§ Your assignment
Reproduce the entries shown below only from the line with "positive; spacing and" down to the line with "and positive, got", keeping both end lines and copying each one exactly.

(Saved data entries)
*** Begin section ***
//! Benchmarks for marker nesting.
//!
//! Measures NFP computation, the single strategies and the full orchestrated
//! run at a few marker sizes.

use criterion::{black_box, criterion_group, criterion_main, BenchmarkId, Criterion};
use marker_core::Point;
use marker_nest::piece::{circle, l_shape, rectangle, Piece};
use marker_nest::{compute_nfp, Config, MarkerNester, StrategyKind};

fn marker(n: usize) -> Vec<Vec<Point>> {
    (0..n)
        .map(|i| match i % 4 {
            0 => rectangle(20.0 + (i as f64 * 3.0) % 30.0, 15.0 + (i as f64 * 7.0) % 25.0),
            1 => l_shape(40.0, 30.0, 18.0, 12.0),
            2 => circle(8.0 + (i % 3) as f64, 24),
            _ => vec![(0.0, 0.0), (30.0, 0.0), (24.0, 40.0), (6.0, 40.0)],
        })
        .collect()
}

fn bench_nfp(c: &mut Criterion) {
    let quarters = [0.0, 90.0, 180.0, 270.0];
    let fixed = Piece::new(0, l_shape(40.0, 30.0, 18.0, 12.0), &quarters).unwrap();
    let orbiting = Piece::new(1, circle(10.0, 32), &quarters).unwrap();

    c.bench_function("nfp_lshape_circle", |b| {
        b.iter(|| {
            compute_nfp(
                black_box(&fixed.variants()[1]),
                black_box(&orbiting.variants()[0]),
                0.5,
            )
        })
    });
}

fn bench_strategies(c: &mut Criterion) {
    let mut group = c.benchmark_group("strategy");
    group.sample_size(10);

    let pieces = marker(20);
    let nester = MarkerNester::new(Config::new().with_gap(0.5));
    for kind in StrategyKind::ALL {
        group.bench_with_input(
            BenchmarkId::new(format!("{:?}", kind), pieces.len()),
            &pieces,
            |b, pieces| b.iter(|| nester.solve_with(kind, black_box(pieces), 150.0, false)),
        );
    }
    group.finish();
}

fn bench_orchestrator(c: &mut Criterion) {
    let mut group = c.benchmark_group("marker_nester");
    group.sample_size(10);

    for &n in &[10, 20, 40] {
        let pieces = marker(n);
        let nester = MarkerNester::new(Config::new().with_gap(0.5));
        group.bench_with_input(BenchmarkId::new("fast", n), &pieces, |b, pieces| {
            b.iter(|| nester.nest(black_box(pieces), 150.0))
        });
    }
    group.finish();
}

criterion_group!(benches, bench_nfp, bench_strategies, bench_orchestrator);
criterion_main!(benches);
#[cfg(test)]
mod tests {
    use super::*;
    use crate::piece::{l_shape, rectangle};
    use std::sync::atomic::AtomicUsize;

    fn garments() -> Vec<Vec<Point>> {
        vec![
            rectangle(30.0, 20.0),
            l_shape(25.0, 25.0, 12.0, 12.0),
            rectangle(15.0, 40.0),
            rectangle(20.0, 20.0),
            l_shape(30.0, 15.0, 10.0, 8.0),
        ]
    }

    #[test]
    fn test_nest_places_everything() {
        let nester = MarkerNester::new(Config::new().with_gap(0.5));
        let result = nester.nest(&garments(), 60.0).unwrap();
        assert_eq!(result.placed_count(), 5);
        assert!(result.success);
        assert!(result.strategy.is_some());
        assert!(result.utilization > 0.0 && result.utilization <= 1.0);
    }

    #[test]
    fn test_empty_input_succeeds() {
        let result = MarkerNester::default().nest(&[], 100.0).unwrap();
        assert!(result.success);
        assert_eq!(result.length, 0.0);
        assert_eq!(result.utilization, 0.0);
        assert!(result.placements.is_empty());
    }

    #[test]
    fn test_only_invalid_pieces_fail_softly() {
        let polygons = vec![
            vec![(0.0, 0.0), (1.0, 1.0)],
            vec![(0.0, 0.0), (5.0, 0.0), (10.0, 0.0)],
        ];
        let result = MarkerNester::default().nest(&polygons, 100.0).unwrap();
        assert!(!result.success);
        assert_eq!(result.unplaced.len(), 2);
        assert_eq!(result.message.as_deref(), Some("no valid pieces to nest"));
    }

    #[test]
    fn test_invalid_requests_are_errors() {
        let nester = MarkerNester::default();
        assert!(matches!(nester.nest(&garments(), 0.0), Err(Error::InvalidStrip(_))));
        assert!(nester.nest(&garments(), f64::NAN).is_err());

        let negative_gap = MarkerNester::new(Config::new().with_gap(-1.0));
        assert!(matches!(
            negative_gap.nest(&garments(), 100.0),
            Err(Error::ConfigError(_))
        ));
    }

    #[test]
    fn test_too_wide_piece_is_reported() {
        let polygons = vec![rectangle(200.0, 150.0), rectangle(10.0, 10.0)];
        let result = MarkerNester::default().nest(&polygons, 100.0).unwrap();
        assert_eq!(result.placed_count(), 1);
        assert_eq!(result.unplaced.len(), 1);
        assert_eq!(result.unplaced[0].piece_id, 0);
        assert_eq!(result.unplaced[0].reason, REASON_TOO_WIDE);
        assert!(result.success);
    }

    #[test]
    fn test_solve_with_each_strategy() {
        let nester = MarkerNester::new(Config::new().with_gap(1.0));
        for kind in StrategyKind::ALL {
            let result = nester.solve_with(kind, &garments(), 60.0, false).unwrap();
            assert_eq!(result.placed_count(), 5, "{:?}", kind);
            assert_eq!(result.strategy.as_deref(), Some(kind.strategy().name().as_str()));

            let compacted = nester.solve_with(kind, &garments(), 60.0, true).unwrap();
            assert!(compacted.length <= result.length + 1e-9);
        }
    }

    #[test]
    fn test_progress_is_reported() {
        let calls = Arc::new(AtomicUsize::new(0));
        let counter = Arc::clone(&calls);
        let callback: ProgressCallback = Box::new(move |info| {
            counter.fetch_add(1, Ordering::Relaxed);
            assert!(info.items_placed <= info.total_items);
        });
        let nester = MarkerNester::new(Config::new().with_gap(0.5));
        nester
            .solve_with_progress(&garments(), &60.0, callback)
            .unwrap();
        assert!(calls.load(Ordering::Relaxed) >= 2);
    }

    #[test]
    fn test_optimize_runs_genetic_search() {
        let config = Config::new()
            .with_gap(0.5)
            .with_strategy(Strategy::Optimize)
            .with_population_size(6)
            .with_max_generations(3);
        let result = MarkerNester::new(config).nest(&garments(), 60.0).unwrap();
        assert_eq!(result.placed_count(), 5);
        assert!(result.generations.is_some());
    }

    #[test]
    fn test_dedicated_thread_pool() {
        let nester = MarkerNester::new(Config::new().with_threads(2));
        let result = nester.nest(&garments(), 60.0).unwrap();
        assert_eq!(result.placed_count(), 5);
    }

    #[test]
    fn test_one_call_entry_point() {
        let options = NestOptions {
            max_seconds: 5.0,
            target_utilization_pct: None,
            strategy: Strategy::Fast,
        };
        let result = nest(&garments(), 60.0, 0.5, &options).unwrap();
        assert_eq!(result.placed_count(), 5);
        assert!(result.computation_time_ms <= 60_000);
    }
}
//! The fabric strip and its inner-fit region.

use crate::piece::RotationVariant;
use marker_core::geom::{Point, EPS};
use marker_core::transform::AABB2D;
use marker_core::{Config, Error, Result};

#[cfg(feature = "serde")]
use serde::{Deserialize, Serialize};

/// A fixed-width, unbounded-length strip of fabric.
///
/// Pieces keep `spacing` between each other and `margin` toward the left,
/// right and bottom edges. The strip grows upward (+Y) without limit.
#[derive(Debug, Clone, Copy, PartialEq)]
#[cfg_attr(feature = "serde", derive(Serialize, Deserialize))]
pub struct Strip {
    width: f64,
    spacing: f64,
    margin: f64,
}

impl Strip {
    /// Creates a strip. Width must be finite and positive; spacing and
    /// margin finite and non-negative. Margins that meet or cross leave an
    /// empty feasible region, so nothing fits, but the strip is still valid.
    pub fn new(width: f64, spacing: f64, margin: f64) -> Result<Self> {
        if !width.is_finite() || width <= 0.0 {
            return Err(Error::InvalidStrip(format!(
                "width must be finite and positive, got {}",
                width
            )));
        }
        if !spacing.is_finite() || spacing < 0.0 {
            return Err(Error::InvalidStrip(format!(
                "gap must be finite and non-negative, got {}",
                spacing
            )));
        }
        if !margin.is_finite() || margin < 0.0 {
            return Err(Error::InvalidStrip(format!(
                "margin must be finite and non-negative, got {}",
                margin
            )));
        }
        Ok(Self {
            width,
            spacing,
            margin,
        })
    }

    /// Creates a strip from a run configuration.
    pub fn from_config(width: f64, config: &Config) -> Result<Self> {
        Self::new(width, config.spacing, config.margin)
    }

    /// Full strip width.
    pub fn width(&self) -> f64 {
        self.width
    }

    /// Clearance between pieces.
    pub fn spacing(&self) -> f64 {
        self.spacing
    }

    /// Clearance toward the strip edges.
    pub fn margin(&self) -> f64 {
        self.margin
    }

    /// Width available between the side margins, zero if they meet.
    pub fn usable_width(&self) -> f64 {
        (self.width - 2.0 * self.margin).max(0.0)
    }

    /// Inner-fit rectangle for a variant: every reference-point position that
    /// keeps the variant inside the strip. `None` if it is too wide.
    pub fn ifp(&self, variant: &RotationVariant) -> Option<InnerFitRect> {
        self.ifp_for_width(variant.width)
    }

    /// Inner-fit rectangle for a bounding box of the given width. The strip
    /// is unbounded upward, so height never restricts it.
    pub fn ifp_for_width(&self, width: f64) -> Option<InnerFitRect> {
        let min_x = self.margin;
        let max_x = self.width - self.margin - width;
        if self.usable_width() <= 0.0 || max_x < min_x - EPS {
            return None;
        }
        Some(InnerFitRect {
            min_x,
            max_x: max_x.max(min_x),
            min_y: self.margin,
        })
    }

    /// Returns true if the box lies inside the strip, margins included.
    pub fn contains_box(&self, aabb: &AABB2D) -> bool {
        self.usable_width() > 0.0
            && aabb.min_x >= self.margin - 1e-7
            && aabb.max_x <= self.width - self.margin + 1e-7
            && aabb.min_y >= self.margin - 1e-7
    }
}

/// Valid reference-point positions for one variant: `[min_x, max_x] x [min_y, inf)`.
#[derive(Debug, Clone, Copy, PartialEq)]
pub struct InnerFitRect {
    /// Leftmost reference x.
    pub min_x: f64,
    /// Rightmost reference x.
    pub max_x: f64,
    /// Lowest reference y.
    pub min_y: f64,
}

impl InnerFitRect {
    /// Returns true if the point lies in the region (with tolerance).
    pub fn contains(&self, point: Point) -> bool {
        point.0 >= self.min_x - EPS && point.0 <= self.max_x + EPS && point.1 >= self.min_y - EPS
    }

    /// Clamps a reference x into the region.
    pub fn clamp_x(&self, x: f64) -> f64 {
        x.clamp(self.min_x, self.max_x)
    }
}

#[cfg(test)]
mod tests {
    use super::*;
    use crate::piece::{rectangle, Piece};
    use approx::assert_relative_eq;

    #[test]
    fn test_invalid_strips() {
        assert!(matches!(
            Strip::new(0.0, 0.0, 0.0),
            Err(Error::InvalidStrip(_))
        ));
        assert!(Strip::new(f64::INFINITY, 0.0, 0.0).is_err());
        assert!(Strip::new(100.0, -1.0, 0.0).is_err());
        assert!(Strip::new(100.0, 0.0, f64::NAN).is_err());
        assert!(Strip::new(100.0, 1.0, 0.5).is_ok());
    }

    #[test]
    fn test_ifp_bounds() {
        let strip = Strip::new(100.0, 2.0, 1.0).unwrap();
        let piece = Piece::new(0, rectangle(30.0, 10.0), &[0.0]).unwrap();
        let ifp = strip.ifp(&piece.variants()[0]).unwrap();
        assert_relative_eq!(ifp.min_x, 1.0);
        assert_relative_eq!(ifp.max_x, 69.0);
        assert_relative_eq!(ifp.min_y, 1.0);
        assert!(ifp.contains((1.0, 1.0)));
        assert!(!ifp.contains((70.0, 1.0)));
        assert_relative_eq!(ifp.clamp_x(80.0), 69.0);
        assert_relative_eq!(strip.usable_width(), 98.0);
    }

    #[test]
    fn test_exact_fit_has_degenerate_ifp() {
        let strip = Strip::new(40.0, 0.0, 0.0).unwrap();
        let ifp = strip.ifp_for_width(40.0).unwrap();
        assert_relative_eq!(ifp.min_x, ifp.max_x);
        assert!(strip.ifp_for_width(40.1).is_none());
    }

    #[test]
    fn test_margins_meeting_leave_no_room() {
        let strip = Strip::new(10.0, 10.0, 5.0).unwrap();
        assert_relative_eq!(strip.usable_width(), 0.0);
        assert!(strip.ifp_for_width(0.0).is_none());
        assert!(!strip.contains_box(&AABB2D::new(5.0, 5.0, 5.0, 6.0)));

        let crossed = Strip::new(1.0, 2.0, 1.0).unwrap();
        assert_relative_eq!(crossed.usable_width(), 0.0);
        assert!(crossed.ifp_for_width(0.5).is_none());
    }

    #[test]
    fn test_contains_box() {
        let strip = Strip::new(50.0, 0.0, 1.0).unwrap();
        assert!(strip.contains_box(&AABB2D::new(1.0, 1.0, 49.0, 300.0)));
        assert!(!strip.contains_box(&AABB2D::new(0.5, 1.0, 10.0, 10.0)));
        assert!(!strip.contains_box(&AABB2D::new(1.0, 1.0, 49.5, 10.0)));
    }
}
*** End section ***
§ Result of the exercise
    /// Creates a strip. Width must be finite and positive; spacing and
    /// margin finite and non-negative. Margins that meet or cross leave an
    /// empty feasible region, so nothing fits, but the strip is still valid.
    pub fn new(width: f64, spacing: f64, margin: f64) -> Result<Self> {
        if !width.is_finite() || width <= 0.0 {
            return Err(Error::InvalidStrip(format!(
                "width must be finite and positive, got {}",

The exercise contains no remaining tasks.